▶ [Exercise details] Every record below should be printed exactly as given.

▶ [Supplied material]
○ ○ ○ ○ ○ ○ ○

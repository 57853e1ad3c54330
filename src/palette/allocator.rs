//! Deterministic colour allocation
//!
//! Output is a pure function of `(count, palette)`: the same inputs always
//! produce the same colours in the same order.

use super::error::{PaletteError, PaletteResult};
use super::types::{ColorPair, Palette, Rgb};

/// Base colours for the multicolor palette, cycled by index
pub const MULTICOLOR_BASE: [Rgb; 8] = [
    Rgb::new(40, 167, 69),  // green
    Rgb::new(0, 123, 255),  // blue
    Rgb::new(255, 193, 7),  // yellow
    Rgb::new(220, 53, 69),  // red
    Rgb::new(111, 66, 193), // purple
    Rgb::new(23, 162, 184), // cyan
    Rgb::new(253, 126, 20), // orange
    Rgb::new(32, 201, 151), // teal
];

/// Allocate `count` colour pairs from a palette
///
/// Always returns exactly `count` entries. An empty request returns an
/// empty sequence for every palette.
pub fn allocate_colors(count: usize, palette: &Palette) -> Vec<ColorPair> {
    if count == 0 {
        return Vec::new();
    }

    let colors: Vec<ColorPair> = (0..count)
        .map(|i| ColorPair::from_rgb(base_color(i, count, palette)))
        .collect();

    tracing::debug!("Allocated {} colors from {} palette", colors.len(), palette);
    colors
}

/// Allocate colours for a count coming from an untyped boundary
///
/// Negative counts are a caller error and are rejected, never clamped.
pub fn allocate_colors_checked(count: i64, palette: &Palette) -> PaletteResult<Vec<ColorPair>> {
    let count = usize::try_from(count).map_err(|_| PaletteError::NegativeCount(count))?;
    Ok(allocate_colors(count, palette))
}

/// Base colour for index `i` of `count`. Requires `count > 0`.
fn base_color(i: usize, count: usize, palette: &Palette) -> Rgb {
    match palette {
        Palette::Multicolor => MULTICOLOR_BASE[i % MULTICOLOR_BASE.len()],
        Palette::Blue => {
            let shade = ramp(150.0, 80.0, i, count) % 255;
            Rgb::new(0, shade as u8, 255)
        }
        Palette::Green => {
            let shade = ramp(100.0, 155.0, i, count) % 255;
            let red = ramp(40.0, 20.0, i, count);
            Rgb::new(red as u8, shade as u8, 40)
        }
        Palette::Gray => {
            let shade = (ramp(100.0, 155.0, i, count) % 255) as u8;
            Rgb::new(shade, shade, shade)
        }
    }
}

/// `floor(start + i * span / count)`
fn ramp(start: f64, span: f64, i: usize, count: usize) -> u32 {
    (start + i as f64 * span / count as f64).floor() as u32
}

#[cfg(test)]
mod tests {
    use super::*;

    #[test]
    fn test_exact_count_for_every_palette() {
        for palette in Palette::all() {
            for count in [0, 1, 3, 8, 9, 25] {
                let colors = allocate_colors(count, palette);
                assert_eq!(colors.len(), count, "palette {}", palette);
                for pair in &colors {
                    assert!(pair.background.starts_with("rgba("));
                    assert!(pair.background.ends_with(", 0.8)"));
                    assert!(pair.border.ends_with(", 1)"));
                }
            }
        }
    }

    #[test]
    fn test_multicolor_cycles_every_eight() {
        let colors = allocate_colors(10, &Palette::Multicolor);
        assert_eq!(colors[0], colors[8]);
        assert_eq!(colors[1], colors[9]);
        assert_ne!(colors[0], colors[1]);
        assert_eq!(colors[0].background, "rgba(40, 167, 69, 0.8)");
        assert_eq!(colors[7].border, "rgba(32, 201, 151, 1)");
    }

    #[test]
    fn test_blue_shades() {
        let colors = allocate_colors(4, &Palette::Blue);
        // floor(150 + i * 80 / 4) = 150, 170, 190, 210
        assert_eq!(colors[0].background, "rgba(0, 150, 255, 0.8)");
        assert_eq!(colors[1].background, "rgba(0, 170, 255, 0.8)");
        assert_eq!(colors[3].border, "rgba(0, 210, 255, 1)");
    }

    #[test]
    fn test_blue_shades_truncate() {
        let colors = allocate_colors(3, &Palette::Blue);
        // 150 + 80/3 = 176.67 -> 176
        assert_eq!(colors[1].background, "rgba(0, 176, 255, 0.8)");
    }

    #[test]
    fn test_green_shades() {
        let colors = allocate_colors(2, &Palette::Green);
        // shade: 100, floor(177.5) = 177; red: 40, 50
        assert_eq!(colors[0].background, "rgba(40, 100, 40, 0.8)");
        assert_eq!(colors[1].background, "rgba(50, 177, 40, 0.8)");
    }

    #[test]
    fn test_gray_fallback() {
        let colors = allocate_colors(5, &Palette::from_name("unknown"));
        // floor(100 + i * 31)
        assert_eq!(colors[0].background, "rgba(100, 100, 100, 0.8)");
        assert_eq!(colors[4].border, "rgba(224, 224, 224, 1)");
    }

    #[test]
    fn test_deterministic() {
        for palette in Palette::all() {
            assert_eq!(allocate_colors(12, palette), allocate_colors(12, palette));
        }
    }

    #[test]
    fn test_checked_rejects_negative() {
        let err = allocate_colors_checked(-1, &Palette::Blue).unwrap_err();
        assert!(matches!(err, PaletteError::NegativeCount(-1)));

        let colors = allocate_colors_checked(0, &Palette::Blue).unwrap();
        assert!(colors.is_empty());

        let colors = allocate_colors_checked(3, &Palette::Green).unwrap();
        assert_eq!(colors.len(), 3);
    }
}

○ ○ ○ ○ ○ ○ ○

▶ [Solution for this exercise]
repository 57853e1ad3c54330
filename src/palette/allocator.rs
//! Deterministic colour allocation
//!
//! Output is a pure function of `(count, palette)`: the same inputs always
//! produce the same colours in the same order.

use super::error::{PaletteError, PaletteResult};
use super::types::{ColorPair, Palette, Rgb};

/// Base colours for the multicolor palette, cycled by index
pub const MULTICOLOR_BASE: [Rgb; 8] = [
    Rgb::new(40, 167, 69),  // green
    Rgb::new(0, 123, 255),  // blue
    Rgb::new(255, 193, 7),  // yellow
    Rgb::new(220, 53, 69),  // red
    Rgb::new(111, 66, 193), // purple
    Rgb::new(23, 162, 184), // cyan
    Rgb::new(253, 126, 20), // orange
    Rgb::new(32, 201, 151), // teal
];

/// Allocate `count` colour pairs from a palette
///
/// Always returns exactly `count` entries. An empty request returns an
/// empty sequence for every palette.
pub fn allocate_colors(count: usize, palette: &Palette) -> Vec<ColorPair> {
    if count == 0 {
        return Vec::new();
    }

    let colors: Vec<ColorPair> = (0..count)
        .map(|i| ColorPair::from_rgb(base_color(i, count, palette)))
        .collect();

    tracing::debug!("Allocated {} colors from {} palette", colors.len(), palette);
    colors
}

/// Allocate colours for a count coming from an untyped boundary
///
/// Negative counts are a caller error and are rejected, never clamped.
pub fn allocate_colors_checked(count: i64, palette: &Palette) -> PaletteResult<Vec<ColorPair>> {
    let count = usize::try_from(count).map_err(|_| PaletteError::NegativeCount(count))?;
    Ok(allocate_colors(count, palette))
}

/// Base colour for index `i` of `count`. Requires `count > 0`.
fn base_color(i: usize, count: usize, palette: &Palette) -> Rgb {
    match palette {
        Palette::Multicolor => MULTICOLOR_BASE[i % MULTICOLOR_BASE.len()],
        Palette::Blue => {
            let shade = ramp(150.0, 80.0, i, count) % 255;
            Rgb::new(0, shade as u8, 255)
        }
        Palette::Green => {
            let shade = ramp(100.0, 155.0, i, count) % 255;
            let red = ramp(40.0, 20.0, i, count);
            Rgb::new(red as u8, shade as u8, 40)
        }
        Palette::Gray => {
            let shade = (ramp(100.0, 155.0, i, count) % 255) as u8;
            Rgb::new(shade, shade, shade)
        }
    }
}

/// `floor(start + i * span / count)`
fn ramp(start: f64, span: f64, i: usize, count: usize) -> u32 {
    (start + i as f64 * span / count as f64).floor() as u32
}

#[cfg(test)]
mod tests {
    use super::*;

    #[test]
    fn test_exact_count_for_every_palette() {
        for palette in Palette::all() {
            for count in [0, 1, 3, 8, 9, 25] {
                let colors = allocate_colors(count, palette);
                assert_eq!(colors.len(), count, "palette {}", palette);
                for pair in &colors {
                    assert!(pair.background.starts_with("rgba("));
                    assert!(pair.background.ends_with(", 0.8)"));
                    assert!(pair.border.ends_with(", 1)"));
                }
            }
        }
    }

    #[test]
    fn test_multicolor_cycles_every_eight() {
        let colors = allocate_colors(10, &Palette::Multicolor);
        assert_eq!(colors[0], colors[8]);
        assert_eq!(colors[1], colors[9]);
        assert_ne!(colors[0], colors[1]);
        assert_eq!(colors[0].background, "rgba(40, 167, 69, 0.8)");
        assert_eq!(colors[7].border, "rgba(32, 201, 151, 1)");
    }

    #[test]
    fn test_blue_shades() {
        let colors = allocate_colors(4, &Palette::Blue);
        // floor(150 + i * 80 / 4) = 150, 170, 190, 210
        assert_eq!(colors[0].background, "rgba(0, 150, 255, 0.8)");
        assert_eq!(colors[1].background, "rgba(0, 170, 255, 0.8)");
        assert_eq!(colors[3].border, "rgba(0, 210, 255, 1)");
    }

    #[test]
    fn test_blue_shades_truncate() {
        let colors = allocate_colors(3, &Palette::Blue);
        // 150 + 80/3 = 176.67 -> 176
        assert_eq!(colors[1].background, "rgba(0, 176, 255, 0.8)");
    }

    #[test]
    fn test_green_shades() {
        let colors = allocate_colors(2, &Palette::Green);
        // shade: 100, floor(177.5) = 177; red: 40, 50
        assert_eq!(colors[0].background, "rgba(40, 100, 40, 0.8)");
        assert_eq!(colors[1].background, "rgba(50, 177, 40, 0.8)");
    }

    #[test]
    fn test_gray_fallback() {
        let colors = allocate_colors(5, &Palette::from_name("unknown"));
        // floor(100 + i * 31)
        assert_eq!(colors[0].background, "rgba(100, 100, 100, 0.8)");
        assert_eq!(colors[4].border, "rgba(224, 224, 224, 1)");
    }

    #[test]
    fn test_deterministic() {
        for palette in Palette::all() {
            assert_eq!(allocate_colors(12, palette), allocate_colors(12, palette));
        }
    }

    #[test]
    fn test_checked_rejects_negative() {
        let err = allocate_colors_checked(-1, &Palette::Blue).unwrap_err();
        assert!(matches!(err, PaletteError::NegativeCount(-1)));

        let colors = allocate_colors_checked(0, &Palette::Blue).unwrap();
        assert!(colors.is_empty());

        let colors = allocate_colors_checked(3, &Palette::Green).unwrap();
        assert_eq!(colors.len(), 3);
    }
}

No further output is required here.